Given such intense and inevitable familiarity, a small effort of imaginative sympathy is bound to give intelligent and sensitive people a very good understanding of what motivates the opposite sex. To return to race or religion, that same imaginative sympathy can be applied in exactly the same way. Before we are black or white we are human; hopefully a statement that is the very opposite of racist. When Shakespeare created Othello or wrote Shylock’s “If you prick us do we not bleed” speech, he accessed a black man’s and a Jew’s consciousness by means of a humanity he held in common with them and perfectly understood their plight. Imagination triumphed and our human sameness, rather than demographic characteristics and differences, was insisted and focused on.
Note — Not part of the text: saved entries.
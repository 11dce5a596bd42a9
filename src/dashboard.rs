// src/dashboard.rs

use std::collections::BTreeMap;

use actix_web::{web, HttpResponse};
use chrono::{NaiveDate, Utc};
use serde::Serialize;

use crate::access::{can_view_file, can_view_task};
use crate::app_state::AppState;
use crate::auth::Identity;
use crate::error::ApiError;
use crate::models::task::{Priority, Task, TaskStatus};

#[derive(Debug, Default, Serialize, PartialEq, Eq)]
#[serde(rename_all = "camelCase")]
pub struct StatusCounts {
    pub pending: usize,
    pub in_progress: usize,
    pub done: usize,
}

impl StatusCounts {
    fn add(&mut self, status: TaskStatus) {
        match status {
            TaskStatus::Pending => self.pending += 1,
            TaskStatus::InProgress => self.in_progress += 1,
            TaskStatus::Done => self.done += 1,
        }
    }
}

#[derive(Debug, Default, Serialize, PartialEq, Eq)]
pub struct PriorityCounts {
    pub low: usize,
    pub medium: usize,
    pub high: usize,
}

#[derive(Debug, Default, Serialize)]
#[serde(rename_all = "camelCase")]
pub struct DashboardSummary {
    pub total_tasks: usize,
    pub by_status: StatusCounts,
    pub by_priority: PriorityCounts,
    pub overdue: usize,
    pub by_assignee: BTreeMap<String, StatusCounts>,
    pub by_project: BTreeMap<String, usize>,
    pub total_projects: usize,
    pub visible_files: usize,
}

/// Deadlines are free-form strings; only their leading `YYYY-MM-DD` counts.
fn deadline_date(deadline: &str) -> Option<NaiveDate> {
    NaiveDate::parse_from_str(deadline.get(..10)?, "%Y-%m-%d").ok()
}

fn is_overdue(task: &Task, today: NaiveDate) -> bool {
    task.status != TaskStatus::Done
        && task
            .deadline
            .as_deref()
            .and_then(deadline_date)
            .is_some_and(|d| d < today)
}

/// Folds a set of tasks into counters. Project and file totals are left for
/// the caller.
pub fn summarize(tasks: &[Task], today: NaiveDate) -> DashboardSummary {
    let mut summary = DashboardSummary {
        total_tasks: tasks.len(),
        ..Default::default()
    };
    for task in tasks {
        summary.by_status.add(task.status);
        match task.priority {
            Priority::Low => summary.by_priority.low += 1,
            Priority::Medium => summary.by_priority.medium += 1,
            Priority::High => summary.by_priority.high += 1,
        }
        if is_overdue(task, today) {
            summary.overdue += 1;
        }
        summary
            .by_assignee
            .entry(task.assignee_id.clone())
            .or_default()
            .add(task.status);
        let project = task.project_id.as_deref().unwrap_or("unassigned");
        *summary.by_project.entry(project.to_string()).or_default() += 1;
    }
    summary
}

/// GET /api/dashboard
pub async fn get_dashboard(
    identity: Identity,
    data: web::Data<AppState>,
) -> Result<HttpResponse, ApiError> {
    let tasks = data.stores.tasks.filter(|t| can_view_task(&identity, t));
    let mut summary = summarize(&tasks, Utc::now().date_naive());
    summary.total_projects = data.stores.projects.len();
    summary.visible_files = data
        .stores
        .files
        .filter(|f| can_view_file(&identity, f))
        .len();
    Ok(HttpResponse::Ok().json(summary))
}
You could argue that such imaginative versatility is one of the very sophisticated qualities that distinguish our civilization, one of the jewels in its crown that lead to our ability to embrace considerable diversity within its aegis. So why is it that that very excellent quality is so under attack? What is to be gained from insisting so vehemently and so angrily that there are impassable obstacles in the way at the borders leading to the foreign lands of the other sex or of other races and religions, or that common humanity is trumped by demographic differences?
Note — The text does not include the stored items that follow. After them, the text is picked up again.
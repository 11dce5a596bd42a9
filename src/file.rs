// src/file.rs

use actix_multipart::Multipart;
use actix_web::{web, HttpRequest, HttpResponse};
use chrono::Utc;
use log::info;
use serde_json::json;

use crate::access::{can_view_file, ensure_file_deletable};
use crate::app_state::AppState;
use crate::auth::Identity;
use crate::error::ApiError;
use crate::models::file::FileRecord;
use crate::store::new_id;
use crate::upload::{discard_file, read_form, store_file};

/// POST /api/files/upload
///
/// Files are public unless the form says `isPublic=false`.
pub async fn upload_file(
    identity: Identity,
    data: web::Data<AppState>,
    http_req: HttpRequest,
    payload: Multipart,
) -> Result<HttpResponse, ApiError> {
    let form = read_form(payload, data.config.max_upload_bytes).await?;
    let is_public = form.field("isPublic").unwrap_or("true") == "true";
    let description = form.field("description").unwrap_or_default().to_string();
    let file = form
        .file
        .ok_or_else(|| ApiError::validation("No file uploaded"))?;
    let original_name = file.original_name.clone();
    let stored = store_file(&data, &http_req, file).await?;

    let record = data.stores.files.insert_front(FileRecord {
        id: new_id(),
        original_name,
        file_name: stored.file_name,
        size: stored.size,
        url: stored.url,
        description,
        is_public,
        uploaded_by: identity.id.clone(),
        uploaded_by_role: identity.role,
        uploaded_at: Utc::now(),
    });
    info!("File {} uploaded by {}", record.file_name, identity.id);
    Ok(HttpResponse::Created().json(record))
}

/// GET /api/files
pub async fn list_files(
    identity: Identity,
    data: web::Data<AppState>,
) -> Result<HttpResponse, ApiError> {
    let files = data.stores.files.filter(|f| can_view_file(&identity, f));
    Ok(HttpResponse::Ok().json(files))
}

/// DELETE /api/files/{file_id}
pub async fn delete_file(
    identity: Identity,
    data: web::Data<AppState>,
    file_id: web::Path<String>,
) -> Result<HttpResponse, ApiError> {
    let record = data
        .stores
        .files
        .find(&file_id)
        .ok_or_else(|| ApiError::not_found("File not found"))?;
    ensure_file_deletable(&identity, &record)?;

    data.stores.files.remove(&record.id);
    discard_file(&data, &record.file_name).await;
    info!("File {} deleted by {}", record.id, identity.id);
    Ok(HttpResponse::Ok().json(json!({ "message": "File deleted" })))
}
Who profits and what is driving those who prefer to propagate the myths of antagonism and alienation over the obvious truths of familiarity and commonality? The attempt to drive a wedge between the sexes, on whose happy relations we literally depend for our lives, might seem like an assassination attempt on the human race.
There is a clue in the very particular way chosen to describe human history here:
“The history of all past society has consisted in the development of class antagonisms, antagonisms that assumed different forms at different epochs.” —‘The Communist Manifesto,’ Karl Marx and Friedrich Engels
Some people, then and now, profit from sowing discord and division (then it was class; now it is class, gender, race, and religion) because such false accounts of reality, configured entirely in terms of antagonism, exploitation, grievance, and alienation, afford opportunities and excuses to live out angry dramas and gain power based on the unjustified assumption that they are true. So habituated are we now to preferring to see things in terms of such antagonisms that we are almost dependent on the hits of outrage endorphins they give us and find it difficult to imagine weaning ourselves off them and seeing things in any other way. To see if this is true you have only to watch news programs where virtually every item is routinely and unthinkingly configured in terms of who has been aggrieved by whom and who owes apology and compensation to whom. Division triumphs, and this is why we are no longer allowed to know each other and be friends.